EXERCISE DESCRIPTION
Copy out the data line by line exactly, from its start to the line bearing "#[derive(Debug, Serialize)]", inclusive.

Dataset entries
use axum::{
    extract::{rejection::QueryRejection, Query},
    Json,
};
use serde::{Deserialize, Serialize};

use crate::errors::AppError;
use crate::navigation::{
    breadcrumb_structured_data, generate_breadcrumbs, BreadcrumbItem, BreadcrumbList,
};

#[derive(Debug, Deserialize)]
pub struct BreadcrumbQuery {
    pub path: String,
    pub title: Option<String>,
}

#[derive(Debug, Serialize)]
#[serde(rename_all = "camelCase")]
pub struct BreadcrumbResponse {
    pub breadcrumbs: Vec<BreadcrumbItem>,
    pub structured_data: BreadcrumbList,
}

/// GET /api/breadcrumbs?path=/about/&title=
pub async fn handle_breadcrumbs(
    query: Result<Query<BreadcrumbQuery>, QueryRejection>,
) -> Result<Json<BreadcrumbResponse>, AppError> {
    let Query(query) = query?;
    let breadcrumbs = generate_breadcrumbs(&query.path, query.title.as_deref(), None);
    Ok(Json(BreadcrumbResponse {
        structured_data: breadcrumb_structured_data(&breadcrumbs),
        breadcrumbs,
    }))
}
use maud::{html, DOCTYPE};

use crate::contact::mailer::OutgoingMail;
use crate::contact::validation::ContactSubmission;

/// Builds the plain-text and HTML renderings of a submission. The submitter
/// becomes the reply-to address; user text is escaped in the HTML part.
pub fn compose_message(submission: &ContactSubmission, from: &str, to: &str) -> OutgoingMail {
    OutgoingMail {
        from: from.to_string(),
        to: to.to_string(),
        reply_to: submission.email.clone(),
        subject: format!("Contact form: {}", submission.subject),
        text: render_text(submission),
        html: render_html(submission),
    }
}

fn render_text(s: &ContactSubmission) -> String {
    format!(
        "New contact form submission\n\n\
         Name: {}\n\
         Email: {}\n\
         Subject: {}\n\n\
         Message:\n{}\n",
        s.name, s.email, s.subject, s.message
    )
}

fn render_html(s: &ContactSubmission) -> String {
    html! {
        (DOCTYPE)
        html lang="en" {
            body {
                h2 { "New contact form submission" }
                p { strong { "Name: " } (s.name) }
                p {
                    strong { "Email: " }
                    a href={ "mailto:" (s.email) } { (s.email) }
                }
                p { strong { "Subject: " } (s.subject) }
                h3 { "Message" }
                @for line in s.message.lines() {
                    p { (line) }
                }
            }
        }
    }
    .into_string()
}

EXPECTED ANSWER
use axum::{
    extract::{rejection::QueryRejection, Query},
    Json,
};
use serde::{Deserialize, Serialize};

use crate::errors::AppError;
use crate::navigation::{
    breadcrumb_structured_data, generate_breadcrumbs, BreadcrumbItem, BreadcrumbList,
};

#[derive(Debug, Deserialize)]
pub struct BreadcrumbQuery {
    pub path: String,
    pub title: Option<String>,
}

#[derive(Debug, Serialize)]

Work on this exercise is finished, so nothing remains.